China is a big deal: it singlehandedly accounts for more than 18%  of the world’s GDP (gross domestic product). Across the world’s 10 biggest economies it is the top trading partner for eight and a top five partner for the remaining two. It has the world’s largest trade surplus at $676 billion, which is roughly equivalent to the GDP of Poland. And it is the leading import market for six out of 10 of the world’s largest economies (Figure 1). Within the emerging Asian economies, China is the largest export market for these nations, highlighting its importance regionally as well.

In recent decades China has been a major driver of globalisation. According to traditional economics, the enhanced trade associated with globalisation should allow all participating countries to benefit from lower cost goods and services. These lower costs have been deflationary – for example cheap textiles and electronics – and have helped foster the low inflationary environment seen since the start of the century.

Figure 1: China biggest trading partner

Figure 1 - China biggest trading partners

Source: Bloomberg, ECTR Trade Flow function, data covers year-end 2021. Highlighted countries indicate the six out of 10 of the world’s largest economies for whom China is the biggest import market.

Figure 2 shows the European Union’s net import and export balance for the most traded goods between it and China in 2021. In total the EU ran a $249 billion trade deficit, with only Germany, Ireland and Finland running a surplus. Automotives, the healthcare sector and aircraft trade were substantial net exporters, with the likes of Airbus and Europe’s automotive sector the benefices. Turning to net imports, Europe is clearly reliant on China for electronics, particularly telecommunications equipment, as well as textiles, plastics and base metals

 

Gathering storm clouds

This reliance on China for basic materials and lower-end manufacturing emphasises the impact of globalisation within trade. However, US Federal Reserve Chairman Jerome Powell said recently “there is a real possibility that globalisation will go into reverse1. His comment alludes to recent events that have caused countries to question the reliability of their overseas supply chains and think about creating domestic supply chains instead. Such events include competition for Covid-19 vaccines, and the breakdown of the once heralded just-in-time supply chains and subsequent bottlenecks.

Figure 2: the EU’s net import and export balance with China, 2021 (€ billions)

Figure 2 the EU’s net import and export balance with China, 2021 (€ billions)
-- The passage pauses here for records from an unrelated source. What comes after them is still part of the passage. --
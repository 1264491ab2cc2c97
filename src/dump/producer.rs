use anyhow::Context;
use async_trait::async_trait;
use mysql_async::prelude::Queryable;
use mysql_async::Pool;
use mysql_common::value::Value;
use tokio::sync::mpsc;
use tokio_util::sync::CancellationToken;
use tracing::debug;

use crate::dump::table::Table;
use crate::pool::{Task, WorkersPool};
use crate::util::sql_escape::{escape_identifier, value_literal};

/// One row, each column already rendered as its SQL literal fragment.
pub type Tuple = Vec<Vec<u8>>;

/// Plan for splitting one table scan into LIMIT/OFFSET sub-scans.
#[derive(Debug, Clone, Copy, PartialEq, Eq)]
struct ShardPlan {
    limit: u64,
    shards: u64,
}

impl ShardPlan {
    /// Sharding only pays off when a shard no longer fits the channel
    /// buffer; otherwise a single full scan (limit 0 = no LIMIT clause).
    fn compute(row_count: u64, shards: usize, buffer: usize) -> Self {
        if shards <= 1 || buffer == 0 {
            return Self::single();
        }

        let shards = shards as u64;
        let limit = row_count.div_ceil(shards);
        if limit <= buffer as u64 {
            return Self::single();
        }

        Self { limit, shards }
    }

    fn single() -> Self {
        Self { limit: 0, shards: 1 }
    }
}

/// Streams table rows as wire-ready tuples over a bounded channel.
///
/// The LIMIT/OFFSET sub-scans are only consistent with each other while
/// the orchestrator holds the global read lock; never run this against a
/// live snapshot-less server with more than one shard.
pub struct Producer {
    pool: Pool,
}

impl Producer {
    pub fn new(pool: Pool) -> Self {
        Self { pool }
    }

    /// Stream every row of `table`. Returns the tuple channel and the
    /// shard-error channel; both close exactly once, tuples first, when
    /// all shards finish or cancellation fires. Views yield channels that
    /// are already closed.
    ///
    /// `table.row_count` and `table.columns` must be populated before the
    /// call; the shard plan is derived from the count. Rows within one
    /// shard keep query order, rows across shards interleave arbitrarily.
    pub fn stream(
        &self,
        cancel: CancellationToken,
        table: Table,
        buffer: usize,
        shards: usize,
    ) -> (mpsc::Receiver<Tuple>, mpsc::Receiver<anyhow::Error>) {
        let (tuple_tx, tuple_rx) = mpsc::channel(buffer.max(1));
        let (err_tx, err_rx) = mpsc::channel(1);

        if table.is_view() {
            // senders dropped right here: both channels come back closed
            return (tuple_rx, err_rx);
        }

        let plan = ShardPlan::compute(table.row_count, shards, buffer);
        let pool = self.pool.clone();

        tokio::spawn(async move {
            run_shards(cancel, pool, table, plan, tuple_tx, err_tx).await;
        });

        (tuple_rx, err_rx)
    }
}

async fn run_shards(
    cancel: CancellationToken,
    pool: Pool,
    table: Table,
    plan: ShardPlan,
    tuple_tx: mpsc::Sender<Tuple>,
    err_tx: mpsc::Sender<anyhow::Error>,
) {
    let workers = WorkersPool::new(plan.shards as usize, cancel.clone());

    // take the pool's fan-in before any task runs, so no failure is missed
    let pool_errs = workers.errors().await;
    let forward = tokio::spawn({
        let err_tx = err_tx.clone();
        async move {
            if let Some(mut errs) = pool_errs {
                while let Some(err) = errs.recv().await {
                    let _ = err_tx.send(err).await;
                }
            }
        }
    });

    for i in 0..plan.shards {
        let shard = Shard {
            id: (i + 1) as usize,
            limit: plan.limit,
            offset: i * plan.limit,
            table: table.clone(),
            pool: pool.clone(),
            tuples: tuple_tx.clone(),
        };

        if workers.add(Box::new(shard)).await.is_err() {
            break;
        }
    }

    // the tuple channel closes when the last shard drops its sender; the
    // error channel stays open until after the join, so it closes second
    drop(tuple_tx);
    workers.wait().await;
    let _ = forward.await;
    drop(err_tx);
}

struct Shard {
    id: usize,
    limit: u64,
    offset: u64,
    table: Table,
    pool: Pool,
    tuples: mpsc::Sender<Tuple>,
}

#[async_trait]
impl Task for Shard {
    fn id(&self) -> usize {
        self.id
    }

    /// A failed shard terminates alone; its error fans in through the
    /// worker pool while the remaining shards keep streaming.
    async fn run(&mut self, cancel: &CancellationToken) -> anyhow::Result<()> {
        debug!(shard = self.id, table = %self.table.name, "shard started");
        let result = self.scan(cancel).await;
        debug!(shard = self.id, table = %self.table.name, "shard finished");
        result
    }
}

impl Shard {
    async fn scan(&self, cancel: &CancellationToken) -> anyhow::Result<()> {
        let query = select_query(&self.table, self.limit, self.offset);
        let mut conn = self.pool.get_conn().await.context("unable to get connection")?;

        let mut result = conn
            .query_iter(query.as_str())
            .await
            .with_context(|| format!("unable to execute query '{query}'"))?;

        while let Some(row) = result.next().await.context("unable to scan row")? {
            let n = row.len();
            let mut tuple = Vec::with_capacity(n);

            for i in 0..n {
                tuple.push(match row.as_ref(i) {
                    Some(value) => value_literal(value),
                    None => value_literal(&Value::NULL),
                });
            }

            tokio::select! {
                _ = cancel.cancelled() => return Ok(()),
                sent = self.tuples.send(tuple) => {
                    if sent.is_err() {
                        // consumer went away; nothing left to stream for
                        return Ok(());
                    }
                }
            }
        }

        Ok(())
    }
}

/// `SELECT` over the table's known columns; limit 0 means a full scan.
fn select_query(table: &Table, limit: u64, offset: u64) -> String {
    let mut query = format!(
        "SELECT {} FROM {}",
        table.column_list(),
        escape_identifier(&table.name)
    );

    if limit > 0 {
        query.push_str(&format!(" LIMIT {limit} OFFSET {offset}"));
    }

    query
}

#[cfg(test)]
mod tests {
    use super::*;
    use crate::dump::table::TableKind;

    fn table_with_columns() -> Table {
        let mut table = Table::new("events", TableKind::Base);
        table.columns = vec!["id".to_string(), "payload".to_string()];
        table
    }

    #[test]
    fn test_shard_plan_splits_large_tables() {
        let plan = ShardPlan::compute(1_000, 4, 100);
        assert_eq!(plan, ShardPlan { limit: 250, shards: 4 });
    }

    #[test]
    fn test_shard_plan_rounds_up() {
        let plan = ShardPlan::compute(1_001, 4, 100);
        assert_eq!(plan.limit, 251);
    }

    #[test]
    fn test_shard_plan_degrades_to_single_scan() {
        // one shard requested
        assert_eq!(ShardPlan::compute(1_000, 1, 100), ShardPlan::single());
        // unbuffered channel
        assert_eq!(ShardPlan::compute(1_000, 4, 0), ShardPlan::single());
        // every shard fits the buffer
        assert_eq!(ShardPlan::compute(1_000, 4, 100_000), ShardPlan::single());
        // empty table
        assert_eq!(ShardPlan::compute(0, 4, 100), ShardPlan::single());
    }

    #[test]
    fn test_select_query() {
        let table = table_with_columns();
        assert_eq!(
            select_query(&table, 0, 0),
            "SELECT `id`, `payload` FROM `events`"
        );
        assert_eq!(
            select_query(&table, 250, 500),
            "SELECT `id`, `payload` FROM `events` LIMIT 250 OFFSET 500"
        );
    }

    #[test]
    fn test_select_query_without_columns() {
        let table = Table::new("events", TableKind::Base);
        assert_eq!(select_query(&table, 0, 0), "SELECT * FROM `events`");
    }

    #[tokio::test]
    async fn test_views_produce_closed_channels() {
        // the pool connects lazily; the view short-circuit never touches it
        let opts = mysql_async::Opts::from_url("mysql://root@localhost:3306/unused").unwrap();
        let producer = Producer::new(Pool::new(opts));

        let view = Table::new("active_users", TableKind::View);
        let (mut tuples, mut errors) =
            producer.stream(CancellationToken::new(), view, 16, 4);

        assert!(tuples.recv().await.is_none());
        assert!(errors.recv().await.is_none());
    }
}
//! Property tests for the runner's entry scheduling.
//!
//! Uses proptest to verify, over random hourly walks:
//! 1. Without overlap, an entry never lands on a bar an earlier trade still holds
//! 2. Without overlap, nothing follows an unresolved trade
//! 3. With overlap, every confident decision is traded

use chrono::{Duration, TimeZone, Utc};
use proptest::prelude::*;
use smclab_core::data::MultiTimeframeFrame;
use smclab_core::domain::{Bar, BarSeries};
use smclab_runner::config::BacktestConfig;
use smclab_runner::runner::run_backtest;

const CONFIG: &str = r#"
[backtest]
symbol = "WALK"
reference = "1h"
warmup_bars = 3

[risk]
pip_size = 0.01
pip_value = 1.0
stop_loss_pips = 80.0
take_profit_pips = 160.0
break_even_trigger_pips = 40.0
break_even_buffer_pips = 2.0
partial_trigger_pips = 80.0
partial_ratio = 0.5
trail_trigger_pips = 120.0
trail_distance_pips = 40.0

[engine]
threshold = 0.3

[[engine.strategies]]
type = "custom"
weight = 1.0

[engine.strategies.config]
name = "walk_1h"

[[engine.strategies.config.timeframes]]
timeframe = "1h"
checks = ["order_block_retest", "gap_retest", "liquidity_sweep"]
"#;

fn config(allow_overlap: bool) -> BacktestConfig {
    let mut config = BacktestConfig::from_toml(CONFIG).unwrap();
    config.backtest.allow_overlap = allow_overlap;
    config
}

/// A random walk of sane hourly bars.
fn arb_series(max_len: usize) -> impl Strategy<Value = BarSeries> {
    prop::collection::vec((-1.5..1.5_f64, 0.0..1.0_f64, 0.0..1.0_f64), 4..max_len).prop_map(
        |steps| {
            let start = Utc.with_ymd_and_hms(2025, 1, 6, 0, 0, 0).unwrap();
            let mut price = 100.0;
            let bars = steps
                .into_iter()
                .enumerate()
                .map(|(i, (drift, up, down))| {
                    let open = price;
                    let close = open + drift;
                    price = close;
                    Bar {
                        time: start + Duration::hours(i as i64),
                        open,
                        high: open.max(close) + up,
                        low: open.min(close) - down,
                        close,
                        volume: 0.0,
                    }
                })
                .collect();
            BarSeries::new(bars).unwrap()
        },
    )
}

proptest! {
    #[test]
    fn entries_wait_for_the_previous_trade(series in arb_series(60)) {
        let frame = MultiTimeframeFrame::single("1h", series.clone());
        let result = run_backtest(&config(false), &frame).unwrap();

        for pair in result.trades.windows(2) {
            let (prev, next) = (&pair[0], &pair[1]);
            prop_assert!(prev.is_closed());
            let prev_index = series.position_of(prev.entry_time).unwrap();
            let next_index = series.position_of(next.entry_time).unwrap();
            prop_assert!(next_index > prev_index + prev.bars_held);
        }
    }

    #[test]
    fn overlap_trades_every_confident_decision(series in arb_series(60)) {
        let frame = MultiTimeframeFrame::single("1h", series);
        let result = run_backtest(&config(true), &frame).unwrap();

        let confident = result.decisions.iter().filter(|d| d.confidence > 0.0).count();
        prop_assert_eq!(result.trades.len(), confident);
        for (trade, decision) in result
            .trades
            .iter()
            .zip(result.decisions.iter().filter(|d| d.confidence > 0.0))
        {
            prop_assert_eq!(trade.entry_time, decision.time);
        }
    }
}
Source: Eurostat, 24 February 2022. Note: the data above denotes the net import and export balance for the EU with China for the top 20 most traded goods between the two (€ billions) in descending order. Underlying data from Eurostat

Furthermore, Russia’s invasion of Ukraine sparked an exodus of companies leaving Russia on principle, gas supplies became weaponised and we saw the emergence of global food security issues. In China, there were extended Covid-19 lockdowns which restricted industrial activity, as well as accusations of anti-competitive practices and human rights concerns around the treatment of the Uyghur Muslim population. Considering the magnitude of all these challenges, domestic supply is seen as increasingly attractive for countries. As an example of this phenomenon, Apple has begun shifting production to Vietnam and India from China, especially following its recent issues with Chinese supplier Foxconn2.

 

Investment considerations

Given the predominance of China, then, its future trajectory matters in three main ways:

 

GDP growth outlook

The Bloomberg consensus is for 5.1% year-on-year GDP growth in 20233. This may have an outsized short-term impact on more cyclical industries such as autos and aircraft, or a longer-term impact if China is no longer the engine of growth it once was. It is no secret that GDP growth has declined in recent years, albeit from an elevated level, but China’s demographics are concerning. The country’s population growth has been consistently slower than the US in the 21st century and even contracted by 850,000 in 2022 a feat once thought unthinkable. The population is also ageing with those 65 and over climbing to 12% of the total population, versus 6.5% for India and 16.6% for the US. China has also struggled with youth unemployment, which currently sits at 17%, another factor reducing the labour force4.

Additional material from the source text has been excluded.